Task objective
All lines from the one containing "filter. All bounds" down to the one containing "pub fn center(&self)", both ends included, are to be given again exactly; omit the rest of the listing below.

Dataset

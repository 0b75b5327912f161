// Copyright 2025 the Chronotree Authors
// SPDX-License-Identifier: Apache-2.0 OR MIT

//! Primitive geometry types and helpers.
//!
//! Space is two `f32` axes (`x`, `y`) plus a wider `f64` time axis `t`, so long
//! recording sessions keep sub-millisecond resolution.

use core::cmp::Ordering;

use kurbo::{Point, Rect};

/// Number of octant slots produced by one bisection.
pub const OCTANT_COUNT: usize = 8;

/// Which half of each axis a slot covers, as `(upper_x, upper_y, upper_t)`.
///
/// Time is halved first: slots `0..4` cover the lower time half and `4..8` the
/// upper one. Within a time half the `(x, y)` quadrants follow the usual
/// mathematical order: `+x+y`, `-x+y`, `-x-y`, `+x-y`.
const SLOT_HALVES: [(bool, bool, bool); OCTANT_COUNT] = [
    (true, true, false),
    (false, true, false),
    (false, false, false),
    (true, false, false),
    (true, true, true),
    (false, true, true),
    (false, false, true),
    (true, false, true),
];

/// A point in (x, y, time).
#[derive(Copy, Clone, Debug, Default, PartialEq)]
pub struct Point3 {
    /// Horizontal canvas coordinate.
    pub x: f32,
    /// Vertical canvas coordinate.
    pub y: f32,
    /// Time coordinate, typically seconds since the recording started.
    pub t: f64,
}

impl Point3 {
    /// Create a point from its three coordinates.
    pub const fn new(x: f32, y: f32, t: f64) -> Self {
        Self { x, y, t }
    }

    /// Lift a 2D canvas point into (x, y, time).
    #[allow(
        clippy::cast_possible_truncation,
        reason = "Canvas coordinates are stored as f32; the narrowing is part of the format."
    )]
    pub fn from_point(point: Point, t: f64) -> Self {
        Self {
            x: point.x as f32,
            y: point.y as f32,
            t,
        }
    }

    /// The spatial part of this point as a Kurbo point.
    pub fn spatial(self) -> Point {
        Point::new(f64::from(self.x), f64::from(self.y))
    }

    /// Component-wise midpoint between `self` and `other`.
    pub fn midpoint(self, other: Self) -> Self {
        Self {
            x: 0.5 * (self.x + other.x),
            y: 0.5 * (self.y + other.y),
            t: 0.5 * (self.t + other.t),
        }
    }
}

/// Axis-aligned box over (x, y, time).
///
/// Used both as the extent of an octree node and as a query filter. All bounds
/// are inclusive.
#[derive(Copy, Clone, Debug, Default, PartialEq)]
pub struct Cube {
    /// Minimum corner.
    pub min: Point3,
    /// Maximum corner.
    pub max: Point3,
}

impl Cube {
    /// Create a cube from its min/max corners.
    pub const fn new(min: Point3, max: Point3) -> Self {
        Self { min, max }
    }

    /// Create a cube from a Kurbo rectangle and a time range.
    pub fn from_rect(rect: Rect, t_min: f64, t_max: f64) -> Self {
        let rect = rect.abs();
        Self {
            min: Point3::from_point(Point::new(rect.x0, rect.y0), t_min),
            max: Point3::from_point(Point::new(rect.x1, rect.y1), t_max),
        }
    }

    /// The spatial footprint of this cube, ignoring time.
    pub fn spatial_rect(&self) -> Rect {
        Rect::from_points(self.min.spatial(), self.max.spatial())
    }

    /// Whether the point lies inside this cube (inclusive on every axis).
    pub fn contains(&self, p: Point3) -> bool {
        le(self.min.x, p.x)
            && le(p.x, self.max.x)
            && le(self.min.y, p.y)
            && le(p.y, self.max.y)
            && le(self.min.t, p.t)
            && le(p.t, self.max.t)
    }

    /// Whether the two cubes overlap on all three axes (touching counts).
    pub fn intersects(&self, other: &Self) -> bool {
        le(self.min.x, other.max.x)
            && le(other.min.x, self.max.x)
            && le(self.min.y, other.max.y)
            && le(other.min.y, self.max.y)
            && le(self.min.t, other.max.t)
            && le(other.min.t, self.max.t)
    }

    /// Return true if the cube is inverted on any axis. Assumes no NaN.
    pub fn is_empty(&self) -> bool {
        lt(self.max.x, self.min.x) || lt(self.max.y, self.min.y) || lt(self.max.t, self.min.t)
    }

    /// Center of the cube.
    pub fn center(&self) -> Point3 {
        self.min.midpoint(self.max)
    }

    /// The sub-cube covered by octant `slot`.
    ///
    /// # Panics
    ///
    /// Panics if `slot >= OCTANT_COUNT`.
    pub fn octant(&self, slot: usize) -> Self {
        let mid = self.center();
        let (upper_x, upper_y, upper_t) = SLOT_HALVES[slot];
        let (x0, x1) = if upper_x {
            (mid.x, self.max.x)
        } else {
            (self.min.x, mid.x)
        };
        let (y0, y1) = if upper_y {
            (mid.y, self.max.y)
        } else {
            (self.min.y, mid.y)
        };
        let (t0, t1) = if upper_t {
            (mid.t, self.max.t)
        } else {
            (self.min.t, mid.t)
        };
        Self::new(Point3::new(x0, y0, t0), Point3::new(x1, y1, t1))
    }

    /// Split the cube at its center into the eight octants, in slot order.
    pub fn bisect(&self) -> [Self; OCTANT_COUNT] {
        core::array::from_fn(|slot| self.octant(slot))
    }

    /// The first slot whose octant contains `p`, or `None` if `p` is outside.
    ///
    /// Points on a split plane belong to both neighbouring octants; the lower
    /// slot number wins, so insertion and lookup always agree.
    pub fn octant_of(&self, p: Point3) -> Option<usize> {
        if !self.contains(p) {
            return None;
        }
        (0..OCTANT_COUNT).find(|&slot| self.octant(slot).contains(p))
    }
}

pub(crate) fn le<T: PartialOrd>(a: T, b: T) -> bool {
    a.partial_cmp(&b)
        .map(|o| o != Ordering::Greater)
        .unwrap_or(false)
}

pub(crate) fn lt<T: PartialOrd>(a: T, b: T) -> bool {
    a.partial_cmp(&b)
        .map(|o| o == Ordering::Less)
        .unwrap_or(false)
}

#[cfg(test)]
mod tests {
    use super::*;

    fn unit() -> Cube {
        Cube::new(Point3::new(0.0, 0.0, 0.0), Point3::new(10.0, 10.0, 10.0))
    }

    #[test]
    fn contains_is_inclusive_on_every_axis() {
        let c = unit();
        assert!(c.contains(Point3::new(0.0, 0.0, 0.0)));
        assert!(c.contains(Point3::new(10.0, 10.0, 10.0)));
        assert!(c.contains(Point3::new(5.0, 0.0, 10.0)));
        assert!(!c.contains(Point3::new(10.5, 5.0, 5.0)));
        assert!(!c.contains(Point3::new(5.0, -0.1, 5.0)));
        assert!(!c.contains(Point3::new(5.0, 5.0, 10.000_001)));
    }

    #[test]
    fn intersection_is_symmetric() {
        let a = unit();
        let touching = Cube::new(Point3::new(10.0, 10.0, 10.0), Point3::new(20.0, 20.0, 20.0));
        let disjoint_in_time =
            Cube::new(Point3::new(2.0, 2.0, 11.0), Point3::new(3.0, 3.0, 12.0));
        let inside = Cube::new(Point3::new(2.0, 2.0, 2.0), Point3::new(3.0, 3.0, 3.0));
        for other in [touching, disjoint_in_time, inside] {
            assert_eq!(a.intersects(&other), other.intersects(&a));
        }
        assert!(a.intersects(&touching));
        assert!(!a.intersects(&disjoint_in_time));
        assert!(a.intersects(&inside));
    }

    #[test]
    fn bisect_covers_parent_without_gaps() {
        let c = unit();
        let parts = c.bisect();
        for part in &parts {
            assert!(c.contains(part.min) && c.contains(part.max));
            assert_eq!(part.max.x - part.min.x, 5.0);
            assert_eq!(part.max.t - part.min.t, 5.0);
        }
        // The all-low and all-high octants share the parent's corners.
        assert_eq!(parts[2].min, c.min);
        assert_eq!(parts[4].max, c.max);
    }

    #[test]
    fn slot_order_halves_time_first() {
        let c = unit();
        assert_eq!(c.octant_of(Point3::new(1.0, 1.0, 1.0)), Some(2));
        assert_eq!(c.octant_of(Point3::new(9.0, 9.0, 9.0)), Some(4));
        assert_eq!(c.octant_of(Point3::new(9.0, 9.0, 1.0)), Some(0));
        assert_eq!(c.octant_of(Point3::new(1.0, 9.0, 1.0)), Some(1));
        assert_eq!(c.octant_of(Point3::new(9.0, 1.0, 1.0)), Some(3));
        assert_eq!(c.octant_of(Point3::new(1.0, 9.0, 9.0)), Some(5));
        assert_eq!(c.octant_of(Point3::new(1.0, 1.0, 9.0)), Some(6));
        assert_eq!(c.octant_of(Point3::new(9.0, 1.0, 9.0)), Some(7));
    }

    #[test]
    fn split_plane_goes_to_lowest_slot() {
        let c = unit();
        // On the x split plane: slots 0 and 1 both contain it.
        assert_eq!(c.octant_of(Point3::new(5.0, 9.0, 1.0)), Some(0));
        assert_eq!(c.octant_of(c.center()), Some(0));
        assert_eq!(c.octant_of(Point3::new(11.0, 1.0, 1.0)), None);
    }

    #[test]
    fn kurbo_round_trip() {
        let rect = Rect::new(20.0, 10.0, 0.0, 0.0);
        let c = Cube::from_rect(rect, 1.0, 2.0);
        assert_eq!(c.min, Point3::new(0.0, 0.0, 1.0));
        assert_eq!(c.spatial_rect(), Rect::new(0.0, 0.0, 20.0, 10.0));
        assert!(!c.is_empty());
    }
}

Result
/// Used both as the extent of an octree node and as a query filter. All bounds
/// are inclusive.
#[derive(Copy, Clone, Debug, Default, PartialEq)]
pub struct Cube {
    /// Minimum corner.
    pub min: Point3,
    /// Maximum corner.
    pub max: Point3,
}

impl Cube {
    /// Create a cube from its min/max corners.
    pub const fn new(min: Point3, max: Point3) -> Self {
        Self { min, max }
    }

    /// Create a cube from a Kurbo rectangle and a time range.
    pub fn from_rect(rect: Rect, t_min: f64, t_max: f64) -> Self {
        let rect = rect.abs();
        Self {
            min: Point3::from_point(Point::new(rect.x0, rect.y0), t_min),
            max: Point3::from_point(Point::new(rect.x1, rect.y1), t_max),
        }
    }

    /// The spatial footprint of this cube, ignoring time.
    pub fn spatial_rect(&self) -> Rect {
        Rect::from_points(self.min.spatial(), self.max.spatial())
    }

    /// Whether the point lies inside this cube (inclusive on every axis).
    pub fn contains(&self, p: Point3) -> bool {
        le(self.min.x, p.x)
            && le(p.x, self.max.x)
            && le(self.min.y, p.y)
            && le(p.y, self.max.y)
            && le(self.min.t, p.t)
            && le(p.t, self.max.t)
    }

    /// Whether the two cubes overlap on all three axes (touching counts).
    pub fn intersects(&self, other: &Self) -> bool {
        le(self.min.x, other.max.x)
            && le(other.min.x, self.max.x)
            && le(self.min.y, other.max.y)
            && le(other.min.y, self.max.y)
            && le(self.min.t, other.max.t)
            && le(other.min.t, self.max.t)
    }

    /// Return true if the cube is inverted on any axis. Assumes no NaN.
    pub fn is_empty(&self) -> bool {
        lt(self.max.x, self.min.x) || lt(self.max.y, self.min.y) || lt(self.max.t, self.min.t)
    }

    /// Center of the cube.
    pub fn center(&self) -> Point3 {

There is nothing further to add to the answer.